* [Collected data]
--- START ---

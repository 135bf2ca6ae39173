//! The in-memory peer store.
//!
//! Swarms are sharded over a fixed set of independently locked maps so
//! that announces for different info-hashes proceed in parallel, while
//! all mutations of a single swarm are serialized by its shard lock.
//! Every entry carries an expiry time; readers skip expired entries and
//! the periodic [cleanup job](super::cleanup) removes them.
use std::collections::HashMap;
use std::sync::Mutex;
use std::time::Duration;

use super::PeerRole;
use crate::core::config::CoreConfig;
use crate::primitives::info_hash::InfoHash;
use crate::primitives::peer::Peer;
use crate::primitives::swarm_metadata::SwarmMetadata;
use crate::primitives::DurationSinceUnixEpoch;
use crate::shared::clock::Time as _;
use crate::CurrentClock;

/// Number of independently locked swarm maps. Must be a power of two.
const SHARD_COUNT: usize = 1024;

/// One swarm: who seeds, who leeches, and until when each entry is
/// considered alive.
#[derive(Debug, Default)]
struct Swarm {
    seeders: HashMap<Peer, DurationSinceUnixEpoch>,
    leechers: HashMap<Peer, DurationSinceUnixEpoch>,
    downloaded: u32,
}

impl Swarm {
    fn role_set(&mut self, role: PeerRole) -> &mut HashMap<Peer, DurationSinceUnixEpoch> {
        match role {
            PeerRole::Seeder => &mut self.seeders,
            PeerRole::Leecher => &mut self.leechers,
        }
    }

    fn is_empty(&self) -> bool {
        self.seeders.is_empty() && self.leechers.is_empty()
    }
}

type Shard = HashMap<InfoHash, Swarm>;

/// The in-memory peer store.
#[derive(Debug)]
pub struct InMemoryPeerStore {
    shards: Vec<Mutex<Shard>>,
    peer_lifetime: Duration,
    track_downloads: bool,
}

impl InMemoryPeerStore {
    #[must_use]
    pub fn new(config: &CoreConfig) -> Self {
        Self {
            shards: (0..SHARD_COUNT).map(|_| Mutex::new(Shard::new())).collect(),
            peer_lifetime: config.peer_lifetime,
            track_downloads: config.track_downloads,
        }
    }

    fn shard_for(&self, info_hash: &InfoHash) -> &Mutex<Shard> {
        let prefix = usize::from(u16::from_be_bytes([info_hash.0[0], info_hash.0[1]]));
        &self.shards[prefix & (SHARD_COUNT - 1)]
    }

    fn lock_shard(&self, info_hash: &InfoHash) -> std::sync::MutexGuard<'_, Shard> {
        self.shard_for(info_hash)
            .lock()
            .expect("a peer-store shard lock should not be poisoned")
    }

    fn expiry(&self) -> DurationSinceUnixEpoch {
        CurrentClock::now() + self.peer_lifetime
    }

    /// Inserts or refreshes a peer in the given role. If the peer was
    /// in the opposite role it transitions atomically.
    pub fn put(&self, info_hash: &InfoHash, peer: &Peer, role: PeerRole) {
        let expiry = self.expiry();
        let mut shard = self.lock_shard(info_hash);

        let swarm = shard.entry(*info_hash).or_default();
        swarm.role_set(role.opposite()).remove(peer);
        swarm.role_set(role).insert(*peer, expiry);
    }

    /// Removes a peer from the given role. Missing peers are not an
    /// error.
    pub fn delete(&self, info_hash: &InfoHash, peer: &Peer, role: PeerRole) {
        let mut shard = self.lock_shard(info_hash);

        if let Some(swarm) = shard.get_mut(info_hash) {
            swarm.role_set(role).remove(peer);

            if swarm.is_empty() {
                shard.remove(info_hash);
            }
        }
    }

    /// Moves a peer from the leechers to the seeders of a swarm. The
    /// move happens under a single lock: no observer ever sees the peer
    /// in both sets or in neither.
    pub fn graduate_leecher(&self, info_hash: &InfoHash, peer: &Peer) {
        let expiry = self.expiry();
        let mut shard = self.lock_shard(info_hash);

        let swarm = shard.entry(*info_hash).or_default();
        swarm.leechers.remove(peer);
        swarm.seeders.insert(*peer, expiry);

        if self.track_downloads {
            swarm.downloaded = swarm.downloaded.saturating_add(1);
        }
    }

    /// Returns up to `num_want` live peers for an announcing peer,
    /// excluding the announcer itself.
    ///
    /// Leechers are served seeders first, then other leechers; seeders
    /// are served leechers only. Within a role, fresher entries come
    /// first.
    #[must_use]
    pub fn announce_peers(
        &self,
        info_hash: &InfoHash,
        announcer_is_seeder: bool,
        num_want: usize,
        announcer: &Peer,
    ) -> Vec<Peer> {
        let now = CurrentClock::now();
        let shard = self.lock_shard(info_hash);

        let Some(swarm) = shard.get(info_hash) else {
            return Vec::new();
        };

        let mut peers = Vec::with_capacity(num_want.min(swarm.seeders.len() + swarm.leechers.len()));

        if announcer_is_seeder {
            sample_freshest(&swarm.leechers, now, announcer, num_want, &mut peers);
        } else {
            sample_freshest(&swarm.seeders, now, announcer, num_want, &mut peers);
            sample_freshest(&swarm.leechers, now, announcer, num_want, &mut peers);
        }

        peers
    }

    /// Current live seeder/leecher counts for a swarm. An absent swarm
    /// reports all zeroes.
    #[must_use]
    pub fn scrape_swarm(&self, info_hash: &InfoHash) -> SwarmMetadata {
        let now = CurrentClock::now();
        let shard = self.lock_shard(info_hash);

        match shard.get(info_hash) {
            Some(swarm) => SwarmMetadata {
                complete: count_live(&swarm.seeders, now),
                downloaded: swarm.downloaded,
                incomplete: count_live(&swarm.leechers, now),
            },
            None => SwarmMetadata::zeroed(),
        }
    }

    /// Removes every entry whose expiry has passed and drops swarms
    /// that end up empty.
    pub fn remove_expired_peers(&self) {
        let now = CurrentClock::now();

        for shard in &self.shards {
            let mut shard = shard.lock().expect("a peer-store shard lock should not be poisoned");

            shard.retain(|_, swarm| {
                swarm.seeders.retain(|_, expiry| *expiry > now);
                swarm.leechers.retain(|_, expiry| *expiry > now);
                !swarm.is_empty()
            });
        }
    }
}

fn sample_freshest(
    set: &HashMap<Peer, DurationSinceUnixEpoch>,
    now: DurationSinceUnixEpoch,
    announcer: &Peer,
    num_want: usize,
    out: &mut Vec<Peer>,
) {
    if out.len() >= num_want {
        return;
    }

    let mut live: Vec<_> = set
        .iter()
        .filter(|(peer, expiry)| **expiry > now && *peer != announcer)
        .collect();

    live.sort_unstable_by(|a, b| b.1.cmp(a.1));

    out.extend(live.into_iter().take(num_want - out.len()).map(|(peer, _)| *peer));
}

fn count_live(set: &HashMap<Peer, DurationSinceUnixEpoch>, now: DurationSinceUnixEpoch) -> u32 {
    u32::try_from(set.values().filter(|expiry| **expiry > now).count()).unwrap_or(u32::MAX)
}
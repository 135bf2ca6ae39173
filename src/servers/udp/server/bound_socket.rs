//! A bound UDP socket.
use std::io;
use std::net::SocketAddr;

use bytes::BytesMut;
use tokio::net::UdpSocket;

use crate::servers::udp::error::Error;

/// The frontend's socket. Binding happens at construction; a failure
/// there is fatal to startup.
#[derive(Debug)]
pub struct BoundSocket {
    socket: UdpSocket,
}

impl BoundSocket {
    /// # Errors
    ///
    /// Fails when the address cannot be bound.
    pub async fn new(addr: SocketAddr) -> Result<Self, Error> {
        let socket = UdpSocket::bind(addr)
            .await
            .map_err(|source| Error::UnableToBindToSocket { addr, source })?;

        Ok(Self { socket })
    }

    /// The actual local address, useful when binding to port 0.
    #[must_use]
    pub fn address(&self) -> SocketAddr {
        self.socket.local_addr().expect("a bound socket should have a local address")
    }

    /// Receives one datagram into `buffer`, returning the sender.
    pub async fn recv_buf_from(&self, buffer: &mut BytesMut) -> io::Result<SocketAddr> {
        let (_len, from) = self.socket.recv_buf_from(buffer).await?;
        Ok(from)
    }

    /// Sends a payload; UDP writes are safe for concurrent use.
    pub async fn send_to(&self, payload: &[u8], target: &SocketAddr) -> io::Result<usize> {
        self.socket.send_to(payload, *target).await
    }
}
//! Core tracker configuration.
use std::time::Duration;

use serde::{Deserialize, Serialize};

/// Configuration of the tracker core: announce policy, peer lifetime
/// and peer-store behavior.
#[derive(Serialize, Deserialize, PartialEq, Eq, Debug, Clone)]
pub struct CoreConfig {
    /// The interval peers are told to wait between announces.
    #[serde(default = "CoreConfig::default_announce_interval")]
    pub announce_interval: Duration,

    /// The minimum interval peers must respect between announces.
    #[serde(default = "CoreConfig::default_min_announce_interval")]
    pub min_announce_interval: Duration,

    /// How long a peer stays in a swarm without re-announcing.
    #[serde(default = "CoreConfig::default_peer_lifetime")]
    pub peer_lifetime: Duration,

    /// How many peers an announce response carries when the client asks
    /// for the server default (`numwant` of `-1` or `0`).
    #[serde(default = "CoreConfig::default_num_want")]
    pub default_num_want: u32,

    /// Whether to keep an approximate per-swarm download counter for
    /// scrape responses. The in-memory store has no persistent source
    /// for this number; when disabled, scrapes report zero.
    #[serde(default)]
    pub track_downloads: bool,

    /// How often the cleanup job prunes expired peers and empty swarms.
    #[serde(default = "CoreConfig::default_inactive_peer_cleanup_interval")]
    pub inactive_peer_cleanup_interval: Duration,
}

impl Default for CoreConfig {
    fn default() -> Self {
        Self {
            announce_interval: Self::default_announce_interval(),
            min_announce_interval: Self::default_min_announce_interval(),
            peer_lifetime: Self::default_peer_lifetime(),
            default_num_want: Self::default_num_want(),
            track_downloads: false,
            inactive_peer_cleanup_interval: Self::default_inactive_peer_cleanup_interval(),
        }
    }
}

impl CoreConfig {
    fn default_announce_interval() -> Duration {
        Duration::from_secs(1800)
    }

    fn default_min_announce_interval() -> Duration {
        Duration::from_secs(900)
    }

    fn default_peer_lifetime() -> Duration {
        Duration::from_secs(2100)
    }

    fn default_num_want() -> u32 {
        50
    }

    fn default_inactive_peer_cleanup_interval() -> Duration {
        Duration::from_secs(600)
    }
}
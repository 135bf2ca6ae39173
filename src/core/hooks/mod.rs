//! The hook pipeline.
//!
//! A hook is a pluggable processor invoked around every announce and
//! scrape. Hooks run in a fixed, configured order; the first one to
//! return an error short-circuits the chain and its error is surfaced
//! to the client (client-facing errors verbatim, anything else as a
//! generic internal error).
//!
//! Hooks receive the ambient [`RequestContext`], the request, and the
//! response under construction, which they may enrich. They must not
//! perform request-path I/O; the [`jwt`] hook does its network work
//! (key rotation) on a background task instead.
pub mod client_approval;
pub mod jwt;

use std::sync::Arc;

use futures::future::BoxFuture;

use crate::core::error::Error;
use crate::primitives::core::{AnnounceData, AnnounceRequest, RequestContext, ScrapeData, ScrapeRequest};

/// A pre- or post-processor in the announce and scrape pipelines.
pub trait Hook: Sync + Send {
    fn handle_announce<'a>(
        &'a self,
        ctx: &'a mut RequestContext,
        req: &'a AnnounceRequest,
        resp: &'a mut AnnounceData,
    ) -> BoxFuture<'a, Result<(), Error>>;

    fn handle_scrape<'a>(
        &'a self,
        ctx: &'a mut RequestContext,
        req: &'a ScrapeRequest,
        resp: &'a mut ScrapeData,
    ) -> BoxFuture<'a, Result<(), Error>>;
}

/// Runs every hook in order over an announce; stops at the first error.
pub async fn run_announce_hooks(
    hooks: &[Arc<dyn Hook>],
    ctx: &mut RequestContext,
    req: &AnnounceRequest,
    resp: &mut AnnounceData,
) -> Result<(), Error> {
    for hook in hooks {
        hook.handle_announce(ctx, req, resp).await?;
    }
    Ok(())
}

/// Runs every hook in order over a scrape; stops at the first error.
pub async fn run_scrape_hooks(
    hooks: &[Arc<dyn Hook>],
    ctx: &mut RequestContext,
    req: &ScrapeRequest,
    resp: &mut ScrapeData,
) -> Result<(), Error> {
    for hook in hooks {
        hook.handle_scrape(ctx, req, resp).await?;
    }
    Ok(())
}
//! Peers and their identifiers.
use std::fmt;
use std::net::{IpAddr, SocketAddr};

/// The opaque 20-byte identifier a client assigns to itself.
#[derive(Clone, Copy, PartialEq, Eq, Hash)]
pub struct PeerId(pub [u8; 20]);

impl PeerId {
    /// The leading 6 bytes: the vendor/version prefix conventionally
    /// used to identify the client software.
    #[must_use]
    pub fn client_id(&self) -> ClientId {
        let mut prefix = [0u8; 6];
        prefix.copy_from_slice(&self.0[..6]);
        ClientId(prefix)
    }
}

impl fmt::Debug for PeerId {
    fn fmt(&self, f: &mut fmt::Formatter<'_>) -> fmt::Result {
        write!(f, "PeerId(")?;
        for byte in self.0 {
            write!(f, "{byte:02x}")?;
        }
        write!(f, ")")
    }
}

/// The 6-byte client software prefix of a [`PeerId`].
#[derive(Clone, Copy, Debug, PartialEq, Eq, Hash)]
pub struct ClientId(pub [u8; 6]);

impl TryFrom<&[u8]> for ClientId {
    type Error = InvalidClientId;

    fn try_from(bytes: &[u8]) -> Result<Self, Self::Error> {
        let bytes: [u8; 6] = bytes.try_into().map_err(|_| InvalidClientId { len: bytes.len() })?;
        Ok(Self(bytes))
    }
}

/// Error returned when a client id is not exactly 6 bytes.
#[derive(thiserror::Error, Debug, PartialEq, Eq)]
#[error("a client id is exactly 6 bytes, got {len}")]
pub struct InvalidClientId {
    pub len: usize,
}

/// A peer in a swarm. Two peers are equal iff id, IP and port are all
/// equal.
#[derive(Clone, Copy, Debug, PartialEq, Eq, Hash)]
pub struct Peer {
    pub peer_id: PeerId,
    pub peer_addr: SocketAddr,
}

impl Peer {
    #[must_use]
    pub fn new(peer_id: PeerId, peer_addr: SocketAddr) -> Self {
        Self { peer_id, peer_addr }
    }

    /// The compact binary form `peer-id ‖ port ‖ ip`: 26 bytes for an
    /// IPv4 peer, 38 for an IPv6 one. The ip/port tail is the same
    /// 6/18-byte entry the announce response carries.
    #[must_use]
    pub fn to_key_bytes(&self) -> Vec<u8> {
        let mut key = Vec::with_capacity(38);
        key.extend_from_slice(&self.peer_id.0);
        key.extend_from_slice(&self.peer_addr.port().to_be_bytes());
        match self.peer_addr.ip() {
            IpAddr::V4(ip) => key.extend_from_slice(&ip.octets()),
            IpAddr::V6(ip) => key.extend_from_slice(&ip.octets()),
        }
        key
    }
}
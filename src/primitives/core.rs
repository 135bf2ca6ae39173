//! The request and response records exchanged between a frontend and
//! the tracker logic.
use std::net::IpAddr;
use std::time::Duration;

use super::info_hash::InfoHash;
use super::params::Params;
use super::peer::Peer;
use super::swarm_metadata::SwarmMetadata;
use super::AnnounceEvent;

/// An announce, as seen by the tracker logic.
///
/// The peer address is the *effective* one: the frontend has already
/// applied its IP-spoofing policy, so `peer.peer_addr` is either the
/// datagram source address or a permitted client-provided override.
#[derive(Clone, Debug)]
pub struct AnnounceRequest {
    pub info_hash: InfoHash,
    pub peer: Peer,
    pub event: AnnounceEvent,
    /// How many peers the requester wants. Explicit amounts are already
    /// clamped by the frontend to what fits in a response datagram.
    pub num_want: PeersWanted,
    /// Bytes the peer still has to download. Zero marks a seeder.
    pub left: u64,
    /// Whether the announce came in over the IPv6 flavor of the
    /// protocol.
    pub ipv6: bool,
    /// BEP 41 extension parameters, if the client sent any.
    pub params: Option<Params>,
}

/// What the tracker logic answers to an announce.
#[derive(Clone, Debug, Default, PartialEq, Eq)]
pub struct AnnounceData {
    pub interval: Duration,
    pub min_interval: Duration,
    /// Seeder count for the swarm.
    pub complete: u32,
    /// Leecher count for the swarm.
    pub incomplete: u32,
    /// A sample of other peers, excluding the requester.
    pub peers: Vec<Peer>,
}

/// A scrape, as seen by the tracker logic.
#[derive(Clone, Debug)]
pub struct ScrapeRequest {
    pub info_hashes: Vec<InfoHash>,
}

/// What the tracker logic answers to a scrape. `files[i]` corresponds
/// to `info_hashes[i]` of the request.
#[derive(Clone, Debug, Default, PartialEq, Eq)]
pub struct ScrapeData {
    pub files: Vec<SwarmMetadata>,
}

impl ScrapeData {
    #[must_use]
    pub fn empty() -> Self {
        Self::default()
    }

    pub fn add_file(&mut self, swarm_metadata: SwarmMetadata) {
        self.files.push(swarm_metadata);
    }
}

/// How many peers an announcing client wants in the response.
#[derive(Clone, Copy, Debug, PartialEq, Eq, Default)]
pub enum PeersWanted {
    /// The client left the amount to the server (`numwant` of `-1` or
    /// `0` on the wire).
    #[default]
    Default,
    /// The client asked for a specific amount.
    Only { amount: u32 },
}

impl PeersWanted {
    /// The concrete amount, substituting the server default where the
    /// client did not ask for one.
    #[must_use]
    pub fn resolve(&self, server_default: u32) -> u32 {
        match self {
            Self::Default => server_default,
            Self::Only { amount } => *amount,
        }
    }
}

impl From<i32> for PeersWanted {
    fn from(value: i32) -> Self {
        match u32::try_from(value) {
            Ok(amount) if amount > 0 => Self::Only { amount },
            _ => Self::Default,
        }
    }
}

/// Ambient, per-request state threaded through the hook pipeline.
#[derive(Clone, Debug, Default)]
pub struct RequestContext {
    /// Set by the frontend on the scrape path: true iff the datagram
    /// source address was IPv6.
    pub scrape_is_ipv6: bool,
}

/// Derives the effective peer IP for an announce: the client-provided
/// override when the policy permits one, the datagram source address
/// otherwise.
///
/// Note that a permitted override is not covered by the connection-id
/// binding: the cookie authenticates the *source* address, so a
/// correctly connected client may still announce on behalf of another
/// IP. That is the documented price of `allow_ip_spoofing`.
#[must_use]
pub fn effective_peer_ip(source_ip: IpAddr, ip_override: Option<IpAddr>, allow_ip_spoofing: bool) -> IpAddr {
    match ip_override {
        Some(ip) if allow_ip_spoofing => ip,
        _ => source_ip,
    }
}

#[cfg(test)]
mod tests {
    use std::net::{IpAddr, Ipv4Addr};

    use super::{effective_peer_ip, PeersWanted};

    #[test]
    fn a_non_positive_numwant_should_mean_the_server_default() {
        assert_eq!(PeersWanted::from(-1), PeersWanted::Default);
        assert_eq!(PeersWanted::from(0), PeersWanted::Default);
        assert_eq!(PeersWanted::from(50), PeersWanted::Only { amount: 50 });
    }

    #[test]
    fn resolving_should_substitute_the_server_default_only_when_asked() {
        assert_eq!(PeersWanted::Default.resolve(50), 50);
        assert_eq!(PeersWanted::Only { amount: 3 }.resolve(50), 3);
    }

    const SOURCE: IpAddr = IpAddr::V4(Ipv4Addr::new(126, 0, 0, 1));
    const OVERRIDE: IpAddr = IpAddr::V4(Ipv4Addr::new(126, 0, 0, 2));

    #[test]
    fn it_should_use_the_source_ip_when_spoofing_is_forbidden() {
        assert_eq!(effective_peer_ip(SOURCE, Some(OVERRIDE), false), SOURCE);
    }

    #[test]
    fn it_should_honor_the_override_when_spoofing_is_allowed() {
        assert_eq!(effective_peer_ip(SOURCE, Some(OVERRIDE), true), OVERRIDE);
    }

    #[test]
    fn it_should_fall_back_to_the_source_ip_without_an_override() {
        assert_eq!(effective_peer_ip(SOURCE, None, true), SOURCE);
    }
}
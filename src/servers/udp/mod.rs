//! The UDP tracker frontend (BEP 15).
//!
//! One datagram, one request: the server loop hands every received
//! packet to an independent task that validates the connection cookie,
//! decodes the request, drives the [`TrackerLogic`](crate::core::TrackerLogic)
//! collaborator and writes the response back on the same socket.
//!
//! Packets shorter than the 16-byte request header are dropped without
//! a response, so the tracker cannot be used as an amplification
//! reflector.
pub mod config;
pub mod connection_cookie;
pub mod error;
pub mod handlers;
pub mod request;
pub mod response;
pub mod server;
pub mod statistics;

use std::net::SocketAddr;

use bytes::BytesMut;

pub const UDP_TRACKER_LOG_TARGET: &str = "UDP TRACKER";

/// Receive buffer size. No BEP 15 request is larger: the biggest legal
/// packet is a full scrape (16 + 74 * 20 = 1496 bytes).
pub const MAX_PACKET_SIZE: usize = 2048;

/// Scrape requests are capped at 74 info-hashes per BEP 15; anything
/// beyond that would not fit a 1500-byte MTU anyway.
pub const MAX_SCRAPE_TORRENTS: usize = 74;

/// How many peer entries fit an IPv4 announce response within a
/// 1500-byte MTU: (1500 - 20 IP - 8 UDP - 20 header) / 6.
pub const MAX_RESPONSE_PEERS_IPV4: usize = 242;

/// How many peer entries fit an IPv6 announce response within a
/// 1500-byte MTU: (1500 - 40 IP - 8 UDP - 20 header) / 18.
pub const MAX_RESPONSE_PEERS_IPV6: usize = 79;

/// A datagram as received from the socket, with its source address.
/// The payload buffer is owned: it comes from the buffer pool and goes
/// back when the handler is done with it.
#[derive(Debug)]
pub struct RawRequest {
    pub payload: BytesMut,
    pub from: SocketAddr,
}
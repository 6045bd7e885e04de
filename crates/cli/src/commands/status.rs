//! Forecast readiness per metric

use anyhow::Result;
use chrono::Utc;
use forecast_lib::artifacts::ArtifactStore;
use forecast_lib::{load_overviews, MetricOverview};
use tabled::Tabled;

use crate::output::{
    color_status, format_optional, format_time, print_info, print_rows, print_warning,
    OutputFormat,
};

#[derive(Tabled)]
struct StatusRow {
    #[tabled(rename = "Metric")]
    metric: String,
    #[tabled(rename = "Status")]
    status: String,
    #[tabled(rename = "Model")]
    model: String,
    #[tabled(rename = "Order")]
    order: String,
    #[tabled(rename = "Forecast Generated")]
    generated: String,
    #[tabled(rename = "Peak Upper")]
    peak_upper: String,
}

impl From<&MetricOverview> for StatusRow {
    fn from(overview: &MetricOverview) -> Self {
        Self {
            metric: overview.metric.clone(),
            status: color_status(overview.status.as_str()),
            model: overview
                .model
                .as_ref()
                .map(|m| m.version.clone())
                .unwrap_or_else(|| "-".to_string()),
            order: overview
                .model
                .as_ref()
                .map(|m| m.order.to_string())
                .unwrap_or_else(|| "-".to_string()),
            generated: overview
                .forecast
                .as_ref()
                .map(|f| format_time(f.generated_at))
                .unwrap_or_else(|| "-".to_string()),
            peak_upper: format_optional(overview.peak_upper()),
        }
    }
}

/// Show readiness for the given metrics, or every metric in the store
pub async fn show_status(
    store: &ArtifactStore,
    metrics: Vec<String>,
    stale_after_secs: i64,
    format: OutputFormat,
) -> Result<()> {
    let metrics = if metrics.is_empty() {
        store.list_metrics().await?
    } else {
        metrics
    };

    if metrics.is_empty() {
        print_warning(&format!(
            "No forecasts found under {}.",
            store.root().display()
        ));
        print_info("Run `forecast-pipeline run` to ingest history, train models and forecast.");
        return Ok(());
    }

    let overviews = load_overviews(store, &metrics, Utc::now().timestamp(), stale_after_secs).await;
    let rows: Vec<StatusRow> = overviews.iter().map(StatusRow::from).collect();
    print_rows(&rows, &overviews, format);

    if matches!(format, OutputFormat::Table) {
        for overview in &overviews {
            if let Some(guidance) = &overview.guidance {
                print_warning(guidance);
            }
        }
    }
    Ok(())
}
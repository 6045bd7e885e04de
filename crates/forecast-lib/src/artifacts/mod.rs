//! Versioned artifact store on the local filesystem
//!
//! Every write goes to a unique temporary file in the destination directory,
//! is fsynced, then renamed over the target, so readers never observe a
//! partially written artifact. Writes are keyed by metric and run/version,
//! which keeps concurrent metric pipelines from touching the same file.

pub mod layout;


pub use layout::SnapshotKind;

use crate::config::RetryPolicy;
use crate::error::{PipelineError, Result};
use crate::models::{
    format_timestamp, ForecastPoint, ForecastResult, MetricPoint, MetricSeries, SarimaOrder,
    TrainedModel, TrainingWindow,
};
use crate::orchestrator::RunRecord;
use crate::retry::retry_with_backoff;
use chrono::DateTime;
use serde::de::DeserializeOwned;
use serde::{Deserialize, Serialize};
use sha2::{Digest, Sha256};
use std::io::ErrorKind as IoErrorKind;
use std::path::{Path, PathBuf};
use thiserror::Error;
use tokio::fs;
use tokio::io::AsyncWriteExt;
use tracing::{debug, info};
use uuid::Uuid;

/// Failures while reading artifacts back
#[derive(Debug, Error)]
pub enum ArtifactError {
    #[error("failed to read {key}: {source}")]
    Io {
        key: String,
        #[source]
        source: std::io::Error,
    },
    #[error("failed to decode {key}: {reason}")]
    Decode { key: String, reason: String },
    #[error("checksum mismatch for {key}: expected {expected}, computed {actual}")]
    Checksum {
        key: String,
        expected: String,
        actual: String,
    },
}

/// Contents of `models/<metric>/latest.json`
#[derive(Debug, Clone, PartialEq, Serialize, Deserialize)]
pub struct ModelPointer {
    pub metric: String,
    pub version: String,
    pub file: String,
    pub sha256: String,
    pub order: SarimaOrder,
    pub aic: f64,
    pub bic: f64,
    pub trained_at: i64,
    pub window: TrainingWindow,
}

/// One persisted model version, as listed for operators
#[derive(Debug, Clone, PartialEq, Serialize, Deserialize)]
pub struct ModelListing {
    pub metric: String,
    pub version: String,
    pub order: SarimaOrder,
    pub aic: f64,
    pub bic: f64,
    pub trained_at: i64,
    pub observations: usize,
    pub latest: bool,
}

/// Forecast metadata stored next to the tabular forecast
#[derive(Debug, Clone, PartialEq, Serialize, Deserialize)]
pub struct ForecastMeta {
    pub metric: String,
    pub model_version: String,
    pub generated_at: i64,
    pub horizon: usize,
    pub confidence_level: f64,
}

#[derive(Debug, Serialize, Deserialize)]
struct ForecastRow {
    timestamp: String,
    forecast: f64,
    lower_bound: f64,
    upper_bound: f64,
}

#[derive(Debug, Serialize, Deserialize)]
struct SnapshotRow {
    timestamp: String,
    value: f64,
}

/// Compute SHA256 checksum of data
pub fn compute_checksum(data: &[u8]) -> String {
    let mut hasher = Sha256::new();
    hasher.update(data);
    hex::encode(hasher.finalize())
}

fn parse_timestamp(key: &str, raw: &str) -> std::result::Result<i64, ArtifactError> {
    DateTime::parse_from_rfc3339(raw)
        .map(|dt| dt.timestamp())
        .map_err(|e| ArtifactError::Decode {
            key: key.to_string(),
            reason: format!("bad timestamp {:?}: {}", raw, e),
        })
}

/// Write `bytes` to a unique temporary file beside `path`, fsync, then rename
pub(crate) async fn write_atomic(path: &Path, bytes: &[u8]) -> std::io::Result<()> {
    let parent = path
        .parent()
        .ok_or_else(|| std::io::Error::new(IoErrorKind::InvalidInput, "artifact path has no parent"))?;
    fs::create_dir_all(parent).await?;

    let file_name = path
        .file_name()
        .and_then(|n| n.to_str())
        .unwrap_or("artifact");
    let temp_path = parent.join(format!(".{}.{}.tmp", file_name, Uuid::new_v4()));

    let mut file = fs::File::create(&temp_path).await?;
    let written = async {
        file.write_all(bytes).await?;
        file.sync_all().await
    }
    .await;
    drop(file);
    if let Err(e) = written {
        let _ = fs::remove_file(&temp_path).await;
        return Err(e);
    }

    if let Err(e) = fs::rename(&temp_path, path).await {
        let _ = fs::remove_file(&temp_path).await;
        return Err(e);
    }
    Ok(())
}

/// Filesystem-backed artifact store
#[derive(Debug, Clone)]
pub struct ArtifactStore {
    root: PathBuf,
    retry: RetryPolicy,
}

--- END ---

* [DIRECTIONS] Set down again, word for word, the stretch of records from the line with "DurationSinceUnixEpoch>, now: DurationSinceUnixEpoch)" to the line with "fatal to startup.", both of those lines included.

* [OUTPUT FOR THIS TASK]
fn count_live(set: &HashMap<Peer, DurationSinceUnixEpoch>, now: DurationSinceUnixEpoch) -> u32 {
    u32::try_from(set.values().filter(|expiry| **expiry > now).count()).unwrap_or(u32::MAX)
}
repository 135bf2ca6ae39173
filename src/servers/udp/server/bound_socket.rs
//! A bound UDP socket.
use std::io;
use std::net::SocketAddr;

use bytes::BytesMut;
use tokio::net::UdpSocket;

use crate::servers::udp::error::Error;

/// The frontend's socket. Binding happens at construction; a failure
/// there is fatal to startup.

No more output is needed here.